* _Exercise requirements_
Find the line with "filename src/db.rs" in the entries below. Repeat it, every following line, and the line with "CREATE TABLE IF NOT EXISTS review_history", exactly and with nothing added.

★ ★ ★ ★ ★

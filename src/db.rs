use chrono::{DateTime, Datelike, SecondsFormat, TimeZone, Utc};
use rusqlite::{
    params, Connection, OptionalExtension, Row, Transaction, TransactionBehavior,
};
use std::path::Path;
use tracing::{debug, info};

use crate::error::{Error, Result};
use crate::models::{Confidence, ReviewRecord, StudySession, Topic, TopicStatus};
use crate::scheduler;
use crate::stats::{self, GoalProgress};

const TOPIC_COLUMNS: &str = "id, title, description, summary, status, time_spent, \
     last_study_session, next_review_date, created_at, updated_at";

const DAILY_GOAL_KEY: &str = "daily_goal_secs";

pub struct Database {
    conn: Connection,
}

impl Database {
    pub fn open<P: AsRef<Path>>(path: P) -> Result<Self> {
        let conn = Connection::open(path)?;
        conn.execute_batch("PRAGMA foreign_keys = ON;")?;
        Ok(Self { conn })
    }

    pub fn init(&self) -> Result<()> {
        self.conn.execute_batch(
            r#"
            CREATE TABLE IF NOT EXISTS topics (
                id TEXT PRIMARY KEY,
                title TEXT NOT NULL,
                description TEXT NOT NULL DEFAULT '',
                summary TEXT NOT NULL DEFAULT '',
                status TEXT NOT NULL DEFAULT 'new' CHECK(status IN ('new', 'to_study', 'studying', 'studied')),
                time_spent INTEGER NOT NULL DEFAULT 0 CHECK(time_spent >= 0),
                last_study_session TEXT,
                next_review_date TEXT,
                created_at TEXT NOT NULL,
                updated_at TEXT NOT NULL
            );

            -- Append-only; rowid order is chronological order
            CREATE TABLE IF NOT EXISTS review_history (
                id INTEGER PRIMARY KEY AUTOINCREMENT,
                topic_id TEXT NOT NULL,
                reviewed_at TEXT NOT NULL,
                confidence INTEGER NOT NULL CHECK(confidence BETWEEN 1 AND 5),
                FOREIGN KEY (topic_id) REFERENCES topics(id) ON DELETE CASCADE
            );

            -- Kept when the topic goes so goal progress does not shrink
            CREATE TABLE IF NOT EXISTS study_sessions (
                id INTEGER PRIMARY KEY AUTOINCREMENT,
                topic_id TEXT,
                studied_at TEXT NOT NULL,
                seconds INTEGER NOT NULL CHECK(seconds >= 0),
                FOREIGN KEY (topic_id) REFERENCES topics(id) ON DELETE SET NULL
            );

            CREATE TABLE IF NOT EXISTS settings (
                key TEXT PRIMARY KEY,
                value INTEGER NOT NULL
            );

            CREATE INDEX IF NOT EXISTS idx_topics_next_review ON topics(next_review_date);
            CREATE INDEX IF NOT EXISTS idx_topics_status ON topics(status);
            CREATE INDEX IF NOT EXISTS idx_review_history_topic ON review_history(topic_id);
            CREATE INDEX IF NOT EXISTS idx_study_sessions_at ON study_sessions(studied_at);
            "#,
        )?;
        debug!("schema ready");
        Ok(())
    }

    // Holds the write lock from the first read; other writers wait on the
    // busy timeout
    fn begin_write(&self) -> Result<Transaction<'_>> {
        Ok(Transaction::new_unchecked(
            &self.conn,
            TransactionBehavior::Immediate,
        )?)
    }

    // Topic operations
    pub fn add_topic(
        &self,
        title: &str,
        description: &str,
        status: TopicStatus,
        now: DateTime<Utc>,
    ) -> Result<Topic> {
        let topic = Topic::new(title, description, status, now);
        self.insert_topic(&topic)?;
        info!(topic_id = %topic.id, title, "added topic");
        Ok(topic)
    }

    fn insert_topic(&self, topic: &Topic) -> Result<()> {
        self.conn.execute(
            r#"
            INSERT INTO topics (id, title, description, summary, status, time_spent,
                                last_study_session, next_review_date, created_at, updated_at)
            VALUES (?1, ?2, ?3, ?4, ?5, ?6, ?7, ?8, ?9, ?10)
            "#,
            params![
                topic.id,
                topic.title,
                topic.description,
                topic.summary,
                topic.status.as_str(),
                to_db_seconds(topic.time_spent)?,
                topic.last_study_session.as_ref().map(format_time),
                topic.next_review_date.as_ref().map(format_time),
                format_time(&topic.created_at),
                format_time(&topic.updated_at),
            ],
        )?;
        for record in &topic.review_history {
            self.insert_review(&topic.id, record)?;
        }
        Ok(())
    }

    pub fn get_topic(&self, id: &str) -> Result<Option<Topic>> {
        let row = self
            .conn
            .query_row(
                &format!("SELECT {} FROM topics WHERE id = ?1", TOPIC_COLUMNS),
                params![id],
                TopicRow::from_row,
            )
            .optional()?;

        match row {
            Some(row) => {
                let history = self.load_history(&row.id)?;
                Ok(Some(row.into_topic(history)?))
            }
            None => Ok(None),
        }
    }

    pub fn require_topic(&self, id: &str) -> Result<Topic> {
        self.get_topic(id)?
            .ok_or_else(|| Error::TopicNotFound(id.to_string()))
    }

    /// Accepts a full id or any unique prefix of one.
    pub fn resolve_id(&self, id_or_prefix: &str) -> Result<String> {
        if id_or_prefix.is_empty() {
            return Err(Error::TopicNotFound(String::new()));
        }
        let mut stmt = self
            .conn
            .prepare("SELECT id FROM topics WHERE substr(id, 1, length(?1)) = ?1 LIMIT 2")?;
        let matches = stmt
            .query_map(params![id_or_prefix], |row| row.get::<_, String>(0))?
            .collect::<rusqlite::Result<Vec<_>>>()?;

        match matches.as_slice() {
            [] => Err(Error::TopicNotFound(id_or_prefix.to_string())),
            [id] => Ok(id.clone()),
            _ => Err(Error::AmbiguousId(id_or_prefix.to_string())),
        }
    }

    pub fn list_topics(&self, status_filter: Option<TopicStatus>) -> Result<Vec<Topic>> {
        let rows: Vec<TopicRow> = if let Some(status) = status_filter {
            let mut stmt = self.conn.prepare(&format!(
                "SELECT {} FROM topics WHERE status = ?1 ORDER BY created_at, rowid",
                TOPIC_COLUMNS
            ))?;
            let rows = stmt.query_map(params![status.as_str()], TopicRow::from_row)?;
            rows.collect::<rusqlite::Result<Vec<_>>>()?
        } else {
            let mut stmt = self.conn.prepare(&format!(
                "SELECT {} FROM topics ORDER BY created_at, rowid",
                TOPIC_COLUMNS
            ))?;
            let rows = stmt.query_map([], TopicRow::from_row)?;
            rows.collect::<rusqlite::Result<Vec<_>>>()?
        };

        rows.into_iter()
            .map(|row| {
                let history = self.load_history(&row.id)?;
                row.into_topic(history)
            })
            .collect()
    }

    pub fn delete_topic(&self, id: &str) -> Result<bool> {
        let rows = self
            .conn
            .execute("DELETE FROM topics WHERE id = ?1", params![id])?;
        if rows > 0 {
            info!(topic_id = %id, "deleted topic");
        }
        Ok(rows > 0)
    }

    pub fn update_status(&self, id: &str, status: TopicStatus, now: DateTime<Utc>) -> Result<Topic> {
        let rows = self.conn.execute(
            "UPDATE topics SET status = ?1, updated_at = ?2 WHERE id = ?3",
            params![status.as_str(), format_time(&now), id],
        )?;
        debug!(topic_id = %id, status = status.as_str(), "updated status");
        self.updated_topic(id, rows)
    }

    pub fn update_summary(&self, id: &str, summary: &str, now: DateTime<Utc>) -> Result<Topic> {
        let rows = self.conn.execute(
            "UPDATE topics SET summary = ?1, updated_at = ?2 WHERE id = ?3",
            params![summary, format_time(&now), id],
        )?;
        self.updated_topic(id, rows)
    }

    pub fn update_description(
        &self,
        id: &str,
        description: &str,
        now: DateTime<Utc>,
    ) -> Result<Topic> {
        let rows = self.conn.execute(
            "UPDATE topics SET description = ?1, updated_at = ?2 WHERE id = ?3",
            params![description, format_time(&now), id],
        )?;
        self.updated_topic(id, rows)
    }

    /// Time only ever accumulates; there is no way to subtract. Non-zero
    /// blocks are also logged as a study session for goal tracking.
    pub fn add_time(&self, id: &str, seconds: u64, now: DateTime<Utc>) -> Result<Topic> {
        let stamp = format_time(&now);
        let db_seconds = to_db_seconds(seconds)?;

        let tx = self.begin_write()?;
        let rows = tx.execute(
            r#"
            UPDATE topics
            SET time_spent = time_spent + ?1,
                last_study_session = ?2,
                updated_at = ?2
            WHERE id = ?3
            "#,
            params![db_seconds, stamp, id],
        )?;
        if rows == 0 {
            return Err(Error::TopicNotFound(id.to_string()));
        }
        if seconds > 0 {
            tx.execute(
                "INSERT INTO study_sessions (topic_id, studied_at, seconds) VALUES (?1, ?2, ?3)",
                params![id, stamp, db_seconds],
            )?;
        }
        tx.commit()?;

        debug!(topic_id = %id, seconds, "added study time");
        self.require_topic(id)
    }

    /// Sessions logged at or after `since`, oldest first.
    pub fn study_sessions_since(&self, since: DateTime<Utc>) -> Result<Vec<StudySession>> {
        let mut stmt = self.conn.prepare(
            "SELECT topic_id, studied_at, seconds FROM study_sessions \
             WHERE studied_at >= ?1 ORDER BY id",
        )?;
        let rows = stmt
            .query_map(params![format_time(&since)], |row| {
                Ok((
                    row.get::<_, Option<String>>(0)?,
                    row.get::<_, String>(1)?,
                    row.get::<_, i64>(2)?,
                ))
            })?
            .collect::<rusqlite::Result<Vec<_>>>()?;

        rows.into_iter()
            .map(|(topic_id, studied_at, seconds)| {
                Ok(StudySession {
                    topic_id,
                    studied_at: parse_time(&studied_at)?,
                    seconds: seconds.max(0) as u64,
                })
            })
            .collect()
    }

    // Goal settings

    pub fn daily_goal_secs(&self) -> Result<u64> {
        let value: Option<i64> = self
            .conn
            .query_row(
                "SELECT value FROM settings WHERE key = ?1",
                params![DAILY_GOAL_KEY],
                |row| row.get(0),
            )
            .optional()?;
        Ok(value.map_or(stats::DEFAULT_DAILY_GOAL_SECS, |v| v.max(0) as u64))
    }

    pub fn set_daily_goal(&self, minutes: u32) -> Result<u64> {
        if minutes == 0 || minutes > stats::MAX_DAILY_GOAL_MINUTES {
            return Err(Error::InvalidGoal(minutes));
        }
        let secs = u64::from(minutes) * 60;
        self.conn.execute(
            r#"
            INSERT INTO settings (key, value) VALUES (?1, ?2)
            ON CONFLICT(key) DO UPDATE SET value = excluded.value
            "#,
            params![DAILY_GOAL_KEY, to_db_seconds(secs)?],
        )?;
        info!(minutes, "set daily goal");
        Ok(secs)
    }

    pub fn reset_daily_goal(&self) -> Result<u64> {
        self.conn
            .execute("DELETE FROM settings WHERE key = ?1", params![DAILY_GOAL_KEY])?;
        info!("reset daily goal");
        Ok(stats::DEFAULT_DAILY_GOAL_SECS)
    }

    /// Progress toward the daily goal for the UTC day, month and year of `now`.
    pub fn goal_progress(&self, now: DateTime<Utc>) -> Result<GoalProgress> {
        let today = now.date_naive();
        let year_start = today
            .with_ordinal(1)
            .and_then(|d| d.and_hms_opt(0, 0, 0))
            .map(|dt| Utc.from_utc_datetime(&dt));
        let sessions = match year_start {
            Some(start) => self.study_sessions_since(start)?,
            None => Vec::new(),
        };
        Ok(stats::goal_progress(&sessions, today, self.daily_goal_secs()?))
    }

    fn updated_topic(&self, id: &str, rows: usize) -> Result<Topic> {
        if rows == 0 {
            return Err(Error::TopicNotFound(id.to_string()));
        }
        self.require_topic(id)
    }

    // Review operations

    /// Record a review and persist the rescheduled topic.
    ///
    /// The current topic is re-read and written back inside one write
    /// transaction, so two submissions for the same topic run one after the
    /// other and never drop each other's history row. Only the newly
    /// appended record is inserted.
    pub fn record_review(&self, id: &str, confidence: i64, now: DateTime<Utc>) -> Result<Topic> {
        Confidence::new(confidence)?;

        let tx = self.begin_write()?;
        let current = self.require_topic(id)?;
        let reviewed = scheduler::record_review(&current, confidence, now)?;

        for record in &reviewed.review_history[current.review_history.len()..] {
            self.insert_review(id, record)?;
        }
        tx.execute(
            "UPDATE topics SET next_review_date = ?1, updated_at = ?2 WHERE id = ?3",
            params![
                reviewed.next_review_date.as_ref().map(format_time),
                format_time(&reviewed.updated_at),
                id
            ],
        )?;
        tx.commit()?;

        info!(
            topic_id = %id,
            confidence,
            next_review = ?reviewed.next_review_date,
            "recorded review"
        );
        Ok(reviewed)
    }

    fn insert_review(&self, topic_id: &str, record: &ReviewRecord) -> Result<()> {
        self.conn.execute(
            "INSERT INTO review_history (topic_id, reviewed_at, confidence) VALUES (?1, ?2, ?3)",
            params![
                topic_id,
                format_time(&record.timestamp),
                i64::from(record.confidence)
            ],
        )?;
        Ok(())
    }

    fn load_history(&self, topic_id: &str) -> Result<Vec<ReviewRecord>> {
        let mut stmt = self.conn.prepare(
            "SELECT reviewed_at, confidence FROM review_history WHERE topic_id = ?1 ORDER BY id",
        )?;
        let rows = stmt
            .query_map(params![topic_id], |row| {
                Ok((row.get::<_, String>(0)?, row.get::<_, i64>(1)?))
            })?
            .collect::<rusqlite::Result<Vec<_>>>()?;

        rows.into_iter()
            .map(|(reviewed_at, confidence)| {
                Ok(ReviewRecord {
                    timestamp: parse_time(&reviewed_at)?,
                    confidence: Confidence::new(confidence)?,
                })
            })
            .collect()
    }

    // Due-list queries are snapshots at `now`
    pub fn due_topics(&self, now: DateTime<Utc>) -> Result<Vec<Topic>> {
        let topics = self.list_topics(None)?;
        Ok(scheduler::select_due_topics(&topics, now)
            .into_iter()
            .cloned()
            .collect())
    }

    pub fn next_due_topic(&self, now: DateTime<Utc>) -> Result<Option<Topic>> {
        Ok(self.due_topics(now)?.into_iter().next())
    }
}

★ ★ ★ ★ ★

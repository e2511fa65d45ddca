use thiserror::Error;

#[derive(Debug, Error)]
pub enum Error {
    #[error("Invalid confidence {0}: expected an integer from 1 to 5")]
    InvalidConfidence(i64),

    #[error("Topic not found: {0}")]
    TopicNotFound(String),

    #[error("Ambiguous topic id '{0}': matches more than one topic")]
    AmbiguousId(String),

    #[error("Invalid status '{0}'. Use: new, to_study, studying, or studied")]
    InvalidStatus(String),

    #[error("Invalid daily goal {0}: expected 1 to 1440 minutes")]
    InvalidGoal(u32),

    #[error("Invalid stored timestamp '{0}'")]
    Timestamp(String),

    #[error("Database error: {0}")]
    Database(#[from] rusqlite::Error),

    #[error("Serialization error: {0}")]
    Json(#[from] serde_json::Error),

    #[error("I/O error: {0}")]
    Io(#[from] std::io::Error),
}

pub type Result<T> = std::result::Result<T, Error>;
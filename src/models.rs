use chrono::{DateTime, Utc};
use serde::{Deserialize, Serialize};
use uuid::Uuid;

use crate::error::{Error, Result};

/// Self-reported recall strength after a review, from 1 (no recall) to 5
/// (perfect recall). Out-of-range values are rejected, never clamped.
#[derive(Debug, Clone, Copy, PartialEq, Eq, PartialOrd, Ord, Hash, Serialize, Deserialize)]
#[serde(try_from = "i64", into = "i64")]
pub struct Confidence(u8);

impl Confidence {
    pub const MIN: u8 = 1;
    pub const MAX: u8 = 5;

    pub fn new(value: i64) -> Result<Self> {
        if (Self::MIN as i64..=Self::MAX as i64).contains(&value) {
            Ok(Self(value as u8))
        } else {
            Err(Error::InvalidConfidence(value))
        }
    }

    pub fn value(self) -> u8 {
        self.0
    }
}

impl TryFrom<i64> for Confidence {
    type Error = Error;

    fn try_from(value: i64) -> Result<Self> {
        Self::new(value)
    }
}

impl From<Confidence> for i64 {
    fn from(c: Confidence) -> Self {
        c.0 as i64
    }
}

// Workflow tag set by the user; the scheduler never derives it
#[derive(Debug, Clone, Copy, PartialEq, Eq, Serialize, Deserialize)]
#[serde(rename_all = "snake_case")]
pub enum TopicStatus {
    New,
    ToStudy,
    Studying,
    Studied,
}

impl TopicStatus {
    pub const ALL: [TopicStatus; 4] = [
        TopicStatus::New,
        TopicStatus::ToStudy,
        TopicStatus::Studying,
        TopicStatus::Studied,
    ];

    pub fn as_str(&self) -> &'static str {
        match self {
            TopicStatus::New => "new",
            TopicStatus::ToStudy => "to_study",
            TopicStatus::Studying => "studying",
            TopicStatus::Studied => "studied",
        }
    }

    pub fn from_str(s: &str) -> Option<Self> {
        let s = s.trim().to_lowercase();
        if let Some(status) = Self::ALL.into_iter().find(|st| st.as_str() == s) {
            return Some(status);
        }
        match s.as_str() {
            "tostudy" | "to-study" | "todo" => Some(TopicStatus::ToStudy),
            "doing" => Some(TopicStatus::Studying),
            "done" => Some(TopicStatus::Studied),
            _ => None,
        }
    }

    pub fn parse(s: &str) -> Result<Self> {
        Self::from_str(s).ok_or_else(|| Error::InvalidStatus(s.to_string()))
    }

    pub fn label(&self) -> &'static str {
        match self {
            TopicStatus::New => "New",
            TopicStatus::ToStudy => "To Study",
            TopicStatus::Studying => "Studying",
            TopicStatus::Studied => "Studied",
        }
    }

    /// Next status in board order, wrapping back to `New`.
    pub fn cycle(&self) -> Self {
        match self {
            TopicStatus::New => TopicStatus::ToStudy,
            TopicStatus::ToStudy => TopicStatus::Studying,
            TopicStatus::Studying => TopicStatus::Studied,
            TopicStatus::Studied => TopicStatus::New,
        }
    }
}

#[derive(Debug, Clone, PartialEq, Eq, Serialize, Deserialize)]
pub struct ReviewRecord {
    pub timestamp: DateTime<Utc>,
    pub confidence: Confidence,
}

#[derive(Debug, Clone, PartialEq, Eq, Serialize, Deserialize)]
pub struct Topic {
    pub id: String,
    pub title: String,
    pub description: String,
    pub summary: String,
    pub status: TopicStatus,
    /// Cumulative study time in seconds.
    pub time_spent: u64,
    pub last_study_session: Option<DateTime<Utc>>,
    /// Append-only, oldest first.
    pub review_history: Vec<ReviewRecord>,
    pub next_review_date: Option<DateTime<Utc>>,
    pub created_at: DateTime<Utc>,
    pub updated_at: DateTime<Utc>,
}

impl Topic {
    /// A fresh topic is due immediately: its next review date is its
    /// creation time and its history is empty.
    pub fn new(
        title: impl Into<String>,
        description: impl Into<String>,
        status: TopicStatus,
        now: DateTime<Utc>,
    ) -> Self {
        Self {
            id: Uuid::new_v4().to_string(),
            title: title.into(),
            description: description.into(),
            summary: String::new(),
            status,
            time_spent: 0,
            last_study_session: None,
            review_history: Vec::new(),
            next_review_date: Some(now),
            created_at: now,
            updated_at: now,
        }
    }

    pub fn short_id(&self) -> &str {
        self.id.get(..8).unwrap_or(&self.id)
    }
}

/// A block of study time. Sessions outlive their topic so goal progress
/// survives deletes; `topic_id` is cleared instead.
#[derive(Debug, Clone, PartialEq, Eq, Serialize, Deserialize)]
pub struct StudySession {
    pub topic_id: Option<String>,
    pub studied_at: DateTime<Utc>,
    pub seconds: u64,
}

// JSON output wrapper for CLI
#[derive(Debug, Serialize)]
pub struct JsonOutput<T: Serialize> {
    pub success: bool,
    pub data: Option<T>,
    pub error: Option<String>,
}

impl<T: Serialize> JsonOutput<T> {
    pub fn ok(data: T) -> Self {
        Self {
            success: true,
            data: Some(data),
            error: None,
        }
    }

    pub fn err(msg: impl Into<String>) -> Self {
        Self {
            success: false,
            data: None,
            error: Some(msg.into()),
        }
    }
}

★ ★ ★ ★ ★

* _Response to this exercise_
filename src/db.rs
use chrono::{DateTime, Datelike, SecondsFormat, TimeZone, Utc};
use rusqlite::{
    params, Connection, OptionalExtension, Row, Transaction, TransactionBehavior,
};
use std::path::Path;
use tracing::{debug, info};

use crate::error::{Error, Result};
use crate::models::{Confidence, ReviewRecord, StudySession, Topic, TopicStatus};
use crate::scheduler;
use crate::stats::{self, GoalProgress};

const TOPIC_COLUMNS: &str = "id, title, description, summary, status, time_spent, \
     last_study_session, next_review_date, created_at, updated_at";

const DAILY_GOAL_KEY: &str = "daily_goal_secs";

pub struct Database {
    conn: Connection,
}

impl Database {
    pub fn open<P: AsRef<Path>>(path: P) -> Result<Self> {
        let conn = Connection::open(path)?;
        conn.execute_batch("PRAGMA foreign_keys = ON;")?;
        Ok(Self { conn })
    }

    pub fn init(&self) -> Result<()> {
        self.conn.execute_batch(
            r#"
            CREATE TABLE IF NOT EXISTS topics (
                id TEXT PRIMARY KEY,
                title TEXT NOT NULL,
                description TEXT NOT NULL DEFAULT '',
                summary TEXT NOT NULL DEFAULT '',
                status TEXT NOT NULL DEFAULT 'new' CHECK(status IN ('new', 'to_study', 'studying', 'studied')),
                time_spent INTEGER NOT NULL DEFAULT 0 CHECK(time_spent >= 0),
                last_study_session TEXT,
                next_review_date TEXT,
                created_at TEXT NOT NULL,
                updated_at TEXT NOT NULL
            );

            -- Append-only; rowid order is chronological order
            CREATE TABLE IF NOT EXISTS review_history (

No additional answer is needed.